*WORK ORDER*:
With both ends included, repeat exactly the lines of the entries below from the one containing "may be zero." down to the one containing "let result = ReUpProducts::delete_many()", and no others.

[Collected data entries]
━━━━
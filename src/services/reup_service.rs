use std::collections::HashMap;

use chrono::Utc;
use sea_orm::{
    ActiveModelTrait, ActiveValue::NotSet, ColumnTrait, ConnectionTrait, EntityTrait,
    QueryFilter, QueryOrder, Set, TransactionTrait,
};

use crate::{
    dto::{
        IdInput,
        reups::{
            AddProductsRequest, AddUpdateRequest, CreateReUpRequest, RemoveProductRequest,
            ReUpList, UpdateReUpRequest,
        },
    },
    entity::{
        Products, ReUpProducts, ReUpUpdates, ReUps, products, reup_products, reup_updates, reups,
    },
    error::{AppError, AppResult},
    middleware::auth::{AuthUser, Ctx, ensure_owner},
    models::{
        DeleteCount, ProductWithTags, ReUp, ReUpDetail, ReUpProduct, ReUpProductEntry, ReUpUpdate,
        ReUpWithProducts, product_from_entity, reup_from_entity, reup_product_from_entity,
        reup_update_from_entity,
    },
    services::product_service::load_tags,
    state::AppState,
    validation::validate,
};

pub async fn list_reups(state: &AppState, ctx: &Ctx) -> AppResult<ReUpList> {
    let Some(user) = ctx.user.as_ref() else {
        return Ok(ReUpList { items: Vec::new() });
    };

    let rows = ReUps::find()
        .filter(reups::Column::User.eq(user.email.as_str()))
        .order_by_desc(reups::Column::Date)
        .order_by_desc(reups::Column::Id)
        .all(state.db())
        .await?;
    let items = load_details(state.db(), rows).await?;
    Ok(ReUpList { items })
}

/// One of the caller's ReUps; `None` when it does not exist or is not theirs.
pub async fn get_reup(state: &AppState, ctx: &Ctx, input: IdInput) -> AppResult<Option<ReUpDetail>> {
    let Some(user) = ctx.user.as_ref() else {
        return Ok(None);
    };
    validate(&input)?;

    let row = ReUps::find_by_id(input.id)
        .filter(reups::Column::User.eq(user.email.as_str()))
        .one(state.db())
        .await?;
    let Some(row) = row else {
        return Ok(None);
    };
    Ok(load_details(state.db(), vec![row]).await?.pop())
}

/// Creates the ReUp for the caller together with one join row per product
/// reference. Duplicate references are kept as separate rows.
pub async fn create_reup(
    state: &AppState,
    ctx: &Ctx,
    payload: CreateReUpRequest,
) -> AppResult<ReUpWithProducts> {
    let user = ctx.require_user()?;
    validate(&payload)?;

    let product_ids: Vec<i32> = payload
        .products
        .unwrap_or_default()
        .into_iter()
        .map(|option| option.value)
        .collect();

    let txn = state.db().begin().await?;
    ensure_products_exist(&txn, &product_ids).await?;

    let reup = reups::ActiveModel {
        id: NotSet,
        user: Set(user.email.clone()),
        date: Set(payload.date),
        title: Set(payload.title),
        source: Set(payload.from),
        total: Set(payload.total),
        thoughts: Set(payload.thoughts.unwrap_or_default()),
    }
    .insert(&txn)
    .await?;

    let products = insert_reup_products(&txn, reup.id, &product_ids).await?;
    txn.commit().await?;

    tracing::info!(user = %user.email, reup_id = reup.id, products = products.len(), "reup created");

    Ok(ReUpWithProducts {
        reup: reup_from_entity(reup),
        products,
    })
}

/// Appends products to one of the caller's ReUps. Existing rows for the same
/// product are not checked.
pub async fn add_products(
    state: &AppState,
    ctx: &Ctx,
    payload: AddProductsRequest,
) -> AppResult<ReUpWithProducts> {
    let user = ctx.require_user()?;
    validate(&payload)?;
    let reup = find_owned_reup(state.db(), payload.id, user).await?;

    let product_ids: Vec<i32> = payload.products.iter().map(|option| option.value).collect();

    let txn = state.db().begin().await?;
    ensure_products_exist(&txn, &product_ids).await?;
    insert_reup_products(&txn, reup.id, &product_ids).await?;
    let products = ReUpProducts::find()
        .filter(reup_products::Column::ReupId.eq(reup.id))
        .order_by_asc(reup_products::Column::AddedAt)
        .all(&txn)
        .await?
        .into_iter()
        .map(reup_product_from_entity)
        .collect();
    txn.commit().await?;

    tracing::info!(user = %user.email, reup_id = reup.id, added = product_ids.len(), "products added to reup");

    Ok(ReUpWithProducts {
        reup: reup_from_entity(reup),
        products,
    })
}

pub async fn add_update(
    state: &AppState,
    ctx: &Ctx,
    payload: AddUpdateRequest,
) -> AppResult<ReUpUpdate> {
    let user = ctx.require_user()?;
    validate(&payload)?;
    let reup = find_owned_reup(state.db(), payload.id, user).await?;

    let update = reup_updates::ActiveModel {
        id: NotSet,
        reup_id: Set(reup.id),
        text: Set(payload.text),
        created_at: NotSet,
        updated_at: NotSet,
    }
    .insert(state.db())
    .await?;

    tracing::info!(user = %user.email, reup_id = reup.id, update_id = update.id, "reup update added");
    Ok(reup_update_from_entity(update))
}

/// Deletes every join row for (product, ReUp); the count may be zero.
pub async fn remove_product(
    state: &AppState,
    ctx: &Ctx,
    payload: RemoveProductRequest,
) -> AppResult<DeleteCount> {
    let user = ctx.require_user()?;
    validate(&payload)?;
    let reup = find_owned_reup(state.db(), payload.re_up_id, user).await?;

    let result = ReUpProducts::delete_many()
        .filter(reup_products::Column::ReupId.eq(reup.id))
        .filter(reup_products::Column::ProductId.eq(payload.id))
        .exec(state.db())
        .await?;

    tracing::info!(
        user = %user.email,
        reup_id = reup.id,
        product_id = payload.id,
        removed = result.rows_affected,
        "product removed from reup"
    );
    Ok(DeleteCount {
        count: result.rows_affected,
    })
}

/// Updates fields of one of the caller's ReUps. The owner never changes.
pub async fn update_reup(
    state: &AppState,
    ctx: &Ctx,
    id: i32,
    payload: UpdateReUpRequest,
) -> AppResult<ReUp> {
    let user = ctx.require_user()?;
    validate(&payload)?;
    if payload.is_empty() {
        return Err(AppError::Validation(
            "Missing required field(s) in request body.".into(),
        ));
    }
    let reup = find_owned_reup(state.db(), id, user).await?;

    let mut active: reups::ActiveModel = reup.into();
    if let Some(date) = payload.date {
        active.date = Set(date);
    }
    if let Some(title) = payload.title {
        active.title = Set(title);
    }
    if let Some(from) = payload.from {
        active.source = Set(Some(from));
    }
    if let Some(total) = payload.total {
        active.total = Set(Some(total));
    }
    if let Some(thoughts) = payload.thoughts {
        active.thoughts = Set(thoughts);
    }

    let reup = active.update(state.db()).await?;
    tracing::info!(user = %user.email, reup_id = reup.id, "reup updated");
    Ok(reup_from_entity(reup))
}

/// Deletes a ReUp with its product rows and updates in one transaction.
pub async fn delete_reup(state: &AppState, ctx: &Ctx, input: IdInput) -> AppResult<ReUp> {
    let user = ctx.require_user()?;
    validate(&input)?;
    let reup = find_owned_reup(state.db(), input.id, user).await?;

    let txn = state.db().begin().await?;
    let products = ReUpProducts::delete_many()
        .filter(reup_products::Column::ReupId.eq(reup.id))
        .exec(&txn)
        .await?;
    let updates = ReUpUpdates::delete_many()
        .filter(reup_updates::Column::ReupId.eq(reup.id))
        .exec(&txn)
        .await?;
    ReUps::delete_by_id(reup.id).exec(&txn).await?;
    txn.commit().await?;

    tracing::info!(
        user = %user.email,
        reup_id = reup.id,
        products = products.rows_affected,
        updates = updates.rows_affected,
        "reup deleted"
    );
    Ok(reup_from_entity(reup))
}

async fn find_owned_reup<C: ConnectionTrait>(
    db: &C,
    id: i32,
    user: &AuthUser,
) -> AppResult<reups::Model> {
    let found = ReUps::find_by_id(id).one(db).await?;
    ensure_owner(found, "ReUp", id, user)
}

async fn ensure_products_exist<C: ConnectionTrait>(db: &C, ids: &[i32]) -> AppResult<()> {
    if ids.is_empty() {
        return Ok(());
    }
    let found: Vec<i32> = Products::find()
        .filter(products::Column::Id.is_in(ids.to_vec()))
        .all(db)
        .await?
        .into_iter()
        .map(|product| product.id)
        .collect();
    match ids.iter().find(|id| !found.contains(*id)) {
        Some(missing) => Err(AppError::not_found("Product", *missing)),
        None => Ok(()),
    }
}

async fn insert_reup_products<C: ConnectionTrait>(
    db: &C,
    reup_id: i32,
    product_ids: &[i32],
) -> AppResult<Vec<ReUpProduct>> {
    let mut rows = Vec::with_capacity(product_ids.len());
    for product_id in product_ids {
        let row = reup_products::ActiveModel {
            id: NotSet,
            reup_id: Set(reup_id),
            product_id: Set(*product_id),
            added_at: NotSet,
        }
        .insert(db)
        .await?;
        rows.push(reup_product_from_entity(row));
    }
    Ok(rows)
}

/// Attaches products (with tags) and the update timeline to each ReUp,
/// preserving the input order.
async fn load_details<C: ConnectionTrait>(
    db: &C,
    rows: Vec<reups::Model>,
) -> AppResult<Vec<ReUpDetail>> {
    if rows.is_empty() {
        return Ok(Vec::new());
    }
    let ids: Vec<i32> = rows.iter().map(|row| row.id).collect();

    let links = ReUpProducts::find()
        .filter(reup_products::Column::ReupId.is_in(ids.clone()))
        .order_by_asc(reup_products::Column::AddedAt)
        .find_also_related(Products)
        .all(db)
        .await?;

    let mut product_ids: Vec<i32> = links.iter().map(|(link, _)| link.product_id).collect();
    product_ids.sort_unstable();
    product_ids.dedup();
    let tags = load_tags(db, &product_ids).await?;

    let mut products: HashMap<i32, Vec<ReUpProductEntry>> = HashMap::new();
    for (link, product) in links {
        let Some(product) = product else { continue };
        let entry = ReUpProductEntry {
            product: ProductWithTags {
                tags: tags.get(&product.id).cloned().unwrap_or_default(),
                product: product_from_entity(product),
            },
            added_at: link.added_at.with_timezone(&Utc),
        };
        products.entry(link.reup_id).or_default().push(entry);
    }

    let mut updates: HashMap<i32, Vec<ReUpUpdate>> = HashMap::new();
    let update_rows = ReUpUpdates::find()
        .filter(reup_updates::Column::ReupId.is_in(ids))
        .order_by_asc(reup_updates::Column::CreatedAt)
        .all(db)
        .await?;
    for row in update_rows {
        updates
            .entry(row.reup_id)
            .or_default()
            .push(reup_update_from_entity(row));
    }

    Ok(rows
        .into_iter()
        .map(|row| ReUpDetail {
            products: products.remove(&row.id).unwrap_or_default(),
            updates: updates.remove(&row.id).unwrap_or_default(),
            reup: reup_from_entity(row),
        })
        .collect())
}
━━━━
*TASK SOLUTION*:
/// Deletes every join row for (product, ReUp); the count may be zero.
pub async fn remove_product(
    state: &AppState,
    ctx: &Ctx,
    payload: RemoveProductRequest,
) -> AppResult<DeleteCount> {
    let user = ctx.require_user()?;
    validate(&payload)?;
    let reup = find_owned_reup(state.db(), payload.re_up_id, user).await?;

    let result = ReUpProducts::delete_many()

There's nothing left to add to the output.